Let $a$ be a real number. Find the real numbers $x_1$, $x_2$, ..., $x_n$ knowing that $$x^2_1+ax_1+(\frac{a-1}{2})^2=x_2$$ $$x^2_2+ax_2+(\frac{a-1}{2})^2=x_3$$ $$...$$ $$x^2_n+ax_n+(\frac{a-1}{2})^2=x_1.$$
It's easy to see that $x_1=x_2$ is a solution as it implies $x_1=x_2=...=x_n$. From here, I split the problem into the two cases: $x_1>x_2$ and $x_1<x_2$, trying to show that both these cases have no solutions. It is intuitively easy to see that $x_1>x_2$ implies $x_1>x_2>...>x_n$ and the other case shows something similar. However, I'm stuck trying to prove these rigorously.

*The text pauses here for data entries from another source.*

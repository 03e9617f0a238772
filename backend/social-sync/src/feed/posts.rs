use super::FeedEngine;
use crate::context::SyncContext;
use crate::domain::{has_post_content, EntityId, MediaFile, Post};
use crate::error::{SyncError, SyncResult};
use crate::mutation::{execute, MutationKind, OptimisticMutation};
use crate::ports::{Filter, Row};
use crate::schema::PostColumns;
use crate::store::{FeedStore, RemovedPost};
use async_trait::async_trait;
use chrono::Utc;
use tracing::{info, warn};
use uuid::Uuid;

struct CreatePost {
    temp_id: EntityId,
    post: Post,
    row: Row,
    columns: PostColumns,
}

#[async_trait]
impl OptimisticMutation for CreatePost {
    type State = FeedStore;
    type Committed = Row;
    type Output = Post;

    fn kind(&self) -> MutationKind {
        MutationKind::CreatePost
    }

    fn entity_id(&self) -> Option<EntityId> {
        Some(self.post.id.clone())
    }

    fn apply(&mut self, feed: &mut FeedStore) {
        feed.upsert_post(self.post.clone());
    }

    async fn commit(&self, ctx: &SyncContext) -> SyncResult<Row> {
        Ok(ctx.store.insert(&ctx.tables().posts, self.row.clone()).await?)
    }

    fn confirm(&mut self, feed: &mut FeedStore, row: Row) -> Post {
        if self.columns.id.is_none() {
            self.columns = PostColumns::detect(Some(&row));
        }
        let mut confirmed = self.columns.map(&row);
        if confirmed.id.is_temporary() {
            // Keep the optimistic id; the next reload brings the real one.
            warn!(temp_id = %self.temp_id, "Created post came back without an id");
            confirmed.id = self.temp_id.clone();
        }
        confirmed.author_id = confirmed.author_id.or_else(|| self.post.author_id.clone());
        confirmed.created_at = confirmed.created_at.or(self.post.created_at);
        if confirmed.text.is_empty() && confirmed.media_url.is_none() {
            confirmed.text = self.post.text.clone();
            confirmed.media_url = self.post.media_url.clone();
        }
        confirmed.pending = false;

        feed.confirm_post(&self.temp_id, confirmed.clone());
        self.post = confirmed.clone();
        confirmed
    }

    fn rollback(&mut self, feed: &mut FeedStore) {
        feed.remove_post(&self.temp_id);
    }
}

struct DeletePost {
    post_id: EntityId,
    filter: Filter,
    removed: Option<RemovedPost>,
}

#[async_trait]
impl OptimisticMutation for DeletePost {
    type State = FeedStore;
    type Committed = ();
    type Output = ();

    fn kind(&self) -> MutationKind {
        MutationKind::DeletePost
    }

    fn entity_id(&self) -> Option<EntityId> {
        Some(self.post_id.clone())
    }

    fn apply(&mut self, feed: &mut FeedStore) {
        self.removed = feed.remove_post(&self.post_id);
    }

    async fn commit(&self, ctx: &SyncContext) -> SyncResult<()> {
        Ok(ctx.store.delete(&ctx.tables().posts, &self.filter).await?)
    }

    fn confirm(&mut self, _feed: &mut FeedStore, _: ()) {}

    fn rollback(&mut self, feed: &mut FeedStore) {
        if let Some(removed) = self.removed.take() {
            feed.restore_post(removed);
        }
    }
}

impl FeedEngine {
    /// Publish a post with text, media, or both
    ///
    /// Media is uploaded first; the post only becomes visible once the
    /// upload returned a URL.
    pub async fn create_post(&self, text: &str, media: Option<MediaFile>) -> SyncResult<Post> {
        let text = text.trim().to_string();
        if text.is_empty() && media.is_none() {
            return Err(SyncError::validation("Write something or attach a photo"));
        }

        let author = self.ctx.user_id().clone();
        let media_url = match media {
            Some(file) => {
                let path = format!("{}/{}-{}", author, Uuid::new_v4(), file.file_name);
                let url = self
                    .ctx
                    .media
                    .upload(&self.ctx.config.media.post_bucket, &path, file)
                    .await
                    .map_err(SyncError::Upload)?;
                Some(url)
            }
            None => None,
        };
        if !has_post_content(&text, media_url.as_deref()) {
            return Err(SyncError::validation("Write something or attach a photo"));
        }

        let columns = self.ctx.schema.posts().unwrap_or_default();
        let temp_id = EntityId::temporary();
        let post = Post {
            id: temp_id.clone(),
            author_id: Some(author.clone()),
            text: text.clone(),
            media_url: media_url.clone(),
            created_at: Some(Utc::now()),
            pending: true,
        };
        let mutation = CreatePost {
            row: columns.insert_row(&author, &text, media_url.as_deref()),
            temp_id,
            post,
            columns,
        };

        let post = execute(&self.ctx, &self.feed, mutation).await?;
        info!(post_id = %post.id, "Post created");
        Ok(post)
    }

    /// Delete one of the current user's posts
    ///
    /// On failure the post is put back with its counters and loaded thread.
    pub async fn delete_post(&self, post_id: &EntityId) -> SyncResult<()> {
        let post = self
            .feed
            .read()
            .post(post_id)
            .cloned()
            .ok_or_else(|| SyncError::NotFound(format!("post {post_id}")))?;
        let me = self.ctx.user_id();
        if !post.is_authored_by(me) {
            return Err(SyncError::PermissionDenied(
                "Only the author can delete this post".to_string(),
            ));
        }
        if post.pending {
            return Err(SyncError::validation("This post is still being published"));
        }

        let columns = self.ctx.schema.posts().unwrap_or_default();
        let filter = Filter::new()
            .eq(columns.id_key(), post_id.to_value())
            .eq(columns.owner_key(), me.to_value());
        let mutation = DeletePost {
            post_id: post_id.clone(),
            filter,
            removed: None,
        };
        execute(&self.ctx, &self.feed, mutation).await?;
        info!(post_id = %post_id, "Post deleted");
        Ok(())
    }
}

Suppose that $x_{k-1}<x_k$. Therefore $$x_{k-1}^2+ax_{k-1}+(\frac{a-1}{2})^2=x_{k}$$ $$x_{k-1}=\frac{x_{k}-a\pm \sqrt{(a-x_{k})^2-(a-1)^2}}{2}<x_k.$$ Screwing with the above equation along with $(a-x_{k})^2-(a-1)^2\geq0$ hasn't gotten me anywhere so far. Any hints for proving either case?
If you sum all equations, you will get $\sum_{k=1}^n x_k^2+(a-1)x_k+(\frac{a-1}{2})^2=\sum_{k=1}^n (x_k+\frac{a-1}{2})^2=0$, from where we get $x_k=\frac{1-a}{2}$ for $k=1,\dots n$.